Other prominent conservationists have argued it is a waste of time and money to focus on jaguar recovery in the U.S. Southwest. Alan Rabinowitz, Panthera's co-founder and president,agrees that fringe populations are critical to a species's preservation—provided they are resident or breeding populations. The closest breeding population to the Arizona border is more than 200 kilometers south in Mexico's state of Sonora. After Macho B's death, when the federal district court ordered FWS to reverse its position on critical habitat designation, Rabinowitz issued a swift rebuke on The New York Times op-ed page, calling the move "a slap in the face to good science." He wrote that the American southwest is "at best, marginal habitat for the animals," arguing that jaguar conservation efforts would be better directed at preserving "corridors" that link breeding populations with one another south of the border. He doesn't dispute that jaguars regularly cross the Mexican border into Arizona and New Mexico, but maintains they don't stay long. "There's something there that they don't like," he says. "If it was habitat they liked and could settle, why go back and forth?"
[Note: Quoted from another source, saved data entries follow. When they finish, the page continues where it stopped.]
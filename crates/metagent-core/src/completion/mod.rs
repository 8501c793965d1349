//! Completion Collaborator
//!
//! The single seam between the orchestration core and whatever chat
//! completion service backs it. The core never constructs a client:
//! callers inject one, or inject none and get the deterministic
//! fallback behavior everywhere a completion would have been used.

mod mock;

pub use mock::{RecordedCall, ScriptedCompletion};

use async_trait::async_trait;
use serde::{Deserialize, Serialize};

use crate::error::Result;

/// Role of a conversation turn
#[derive(Clone, Copy, Debug, PartialEq, Eq, Serialize, Deserialize)]
#[serde(rename_all = "lowercase")]
pub enum Role {
    /// User input (and few-shot example prompts)
    User,
    /// Assistant output (and few-shot example replies)
    Assistant,
}

impl std::fmt::Display for Role {
    fn fmt(&self, f: &mut std::fmt::Formatter<'_>) -> std::fmt::Result {
        match self {
            Role::User => write!(f, "user"),
            Role::Assistant => write!(f, "assistant"),
        }
    }
}

/// A single turn handed to the completion backend.
///
/// The system context travels separately (see [`CompletionClient::complete`]),
/// so turns only ever carry user and assistant roles.
#[derive(Clone, Debug, PartialEq)]
pub struct ChatTurn {
    pub role: Role,
    pub content: String,
}

impl ChatTurn {
    pub fn new(role: Role, content: impl Into<String>) -> Self {
        Self {
            role,
            content: content.into(),
        }
    }

    /// Create a user turn
    pub fn user(content: impl Into<String>) -> Self {
        Self::new(Role::User, content)
    }

    /// Create an assistant turn
    pub fn assistant(content: impl Into<String>) -> Self {
        Self::new(Role::Assistant, content)
    }
}

/// Chat completion collaborator contract.
///
/// Implementations make exactly one attempt per call. A transport
/// failure, a non-success status, or empty content all surface as an
/// error; retries and fallbacks belong to the caller.
#[async_trait]
pub trait CompletionClient: Send + Sync {
    /// Request one completion for the given system context and turns.
    async fn complete(&self, system: &str, turns: &[ChatTurn], temperature: f32) -> Result<String>;
}

/// Parse model output as JSON, recovering from decorated payloads.
///
/// Models frequently wrap JSON in code fences or prose. First attempt a
/// strict parse; if that fails, retry on the substring spanning the
/// first `{` through the last `}`. Anything else is unusable.
pub(crate) fn parse_json_with_recovery<T>(content: &str) -> Option<T>
where
    T: serde::de::DeserializeOwned,
{
    if let Ok(parsed) = serde_json::from_str(content) {
        return Some(parsed);
    }
    let start = content.find('{')?;
    let end = content.rfind('}')?;
    if end <= start {
        return None;
    }
    serde_json::from_str(&content[start..=end]).ok()
}

#[cfg(test)]
mod tests {
    use super::*;
    use serde_json::Value;

    #[test]
    fn test_turn_constructors() {
        let turn = ChatTurn::user("hello");
        assert_eq!(turn.role, Role::User);
        assert_eq!(turn.content, "hello");

        let turn = ChatTurn::assistant("hi");
        assert_eq!(turn.role, Role::Assistant);
    }

    #[test]
    fn test_parse_strict_json() {
        let parsed: Option<Value> = parse_json_with_recovery(r#"{"steps": []}"#);
        assert!(parsed.is_some());
    }

    #[test]
    fn test_parse_recovers_fenced_json() {
        let content = "```json\n{\"steps\": [{\"title\": \"a\"}]}\n```";
        let parsed: Option<Value> = parse_json_with_recovery(content);
        let parsed = parsed.unwrap();
        assert_eq!(parsed["steps"][0]["title"], "a");
    }

    #[test]
    fn test_parse_recovers_json_inside_prose() {
        let content = "Here is the plan: {\"steps\": []} and that should work.";
        let parsed: Option<Value> = parse_json_with_recovery(content);
        assert!(parsed.is_some());
    }

    #[test]
    fn test_parse_rejects_garbage() {
        let parsed: Option<Value> = parse_json_with_recovery("no json here at all");
        assert!(parsed.is_none());

        let parsed: Option<Value> = parse_json_with_recovery("{truncated");
        assert!(parsed.is_none());
    }
}
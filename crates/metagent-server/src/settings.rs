//! Environment-Backed Settings
//!
//! All configuration comes from environment variables (optionally via a
//! `.env` file loaded in `main`). Missing credentials are never fatal:
//! the affected collaborator degrades and the server keeps running.

use metagent_runtime::DEFAULT_MODEL;

/// Server configuration, read once at startup.
#[derive(Debug, Clone)]
pub struct Settings {
    pub app_name: String,
    pub environment: String,
    pub bind_addr: String,
    pub openai_api_key: Option<String>,
    pub openai_api_base: Option<String>,
    pub openai_model: String,
    pub google_search_api_key: Option<String>,
    pub google_search_cx: Option<String>,
    pub amap_api_key: Option<String>,
    pub agents_store_path: String,
}

impl Settings {
    pub fn from_env() -> Self {
        Self {
            app_name: env_or("APP_NAME", "metagent backend"),
            environment: env_or("ENVIRONMENT", "local"),
            bind_addr: env_or("BIND_ADDR", "0.0.0.0:8000"),
            openai_api_key: non_empty("OPENAI_API_KEY"),
            openai_api_base: non_empty("OPENAI_API_BASE"),
            openai_model: env_or("OPENAI_MODEL", DEFAULT_MODEL),
            google_search_api_key: non_empty("GOOGLE_SEARCH_API_KEY"),
            google_search_cx: non_empty("GOOGLE_SEARCH_CX"),
            amap_api_key: non_empty("AMAP_API_KEY"),
            agents_store_path: env_or("AGENTS_STORE_PATH", "data/agents.json"),
        }
    }
}

/// Variable value, or `default` when unset or blank.
fn env_or(key: &str, default: &str) -> String {
    non_empty(key).unwrap_or_else(|| default.to_string())
}

/// Variable value, treating unset and blank the same way.
fn non_empty(key: &str) -> Option<String> {
    std::env::var(key)
        .ok()
        .filter(|value| !value.trim().is_empty())
}

#[cfg(test)]
mod tests {
    use super::*;

    // No `set_var` here: tests run in parallel.

    #[test]
    fn env_or_falls_back_for_unset_variable() {
        assert_eq!(
            env_or("METAGENT_SETTING_THAT_DOES_NOT_EXIST", "fallback"),
            "fallback"
        );
    }

    #[test]
    fn non_empty_returns_none_for_unset_variable() {
        assert_eq!(non_empty("METAGENT_SETTING_THAT_DOES_NOT_EXIST"), None);
    }
}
The best hope for jaguar recovery in the U.S. may lie in diverting resources across the border. "There's great science and money going into jaguar conservation in North America," Quigley says. "I would love to see it head south." Whereas Endangered Species Act funding may technically be used outside the U.S., it is rarely deployed that way. In October 2010 the U.S. Department of Homeland Security earmarked $6.8 million to fund conservation efforts—including just under $3 million "to survey and monitor jaguars and their habitat in Arizona"—in an agreement with U.S. Customs and Border Protection aimed at mitigating the impact of border security projects, such as the fence designed to deter illegal immigration. "The bad news is all the money has to be spent north of the border where there's one jaguar every three years," Quigley says. "We all realize the work needs to be done south of the border. It's horribly ironic and sad." He cites parts of the genetic corridor from Colombia to the central-southern Amazon that are critical to jaguar survival but receive no funding or attention. As the northernmost breeding center, Sonora is also key. "If we want to have jaguars in Arizona, there have to be more resources provided to Mexico," says López González, who has established incentive programs for Mexican ranchers to set photo traps for jaguars rather than kill them. Quigley says other such programs are beginning to win funding south of the border. "Our real purpose is to make sure the two core areas [Jalisco and Sonora] are preserved and there is genetic connectivity between them," he says. "If we do that right, there will be two or three jaguars that come across the border now and then." And someday, maybe more.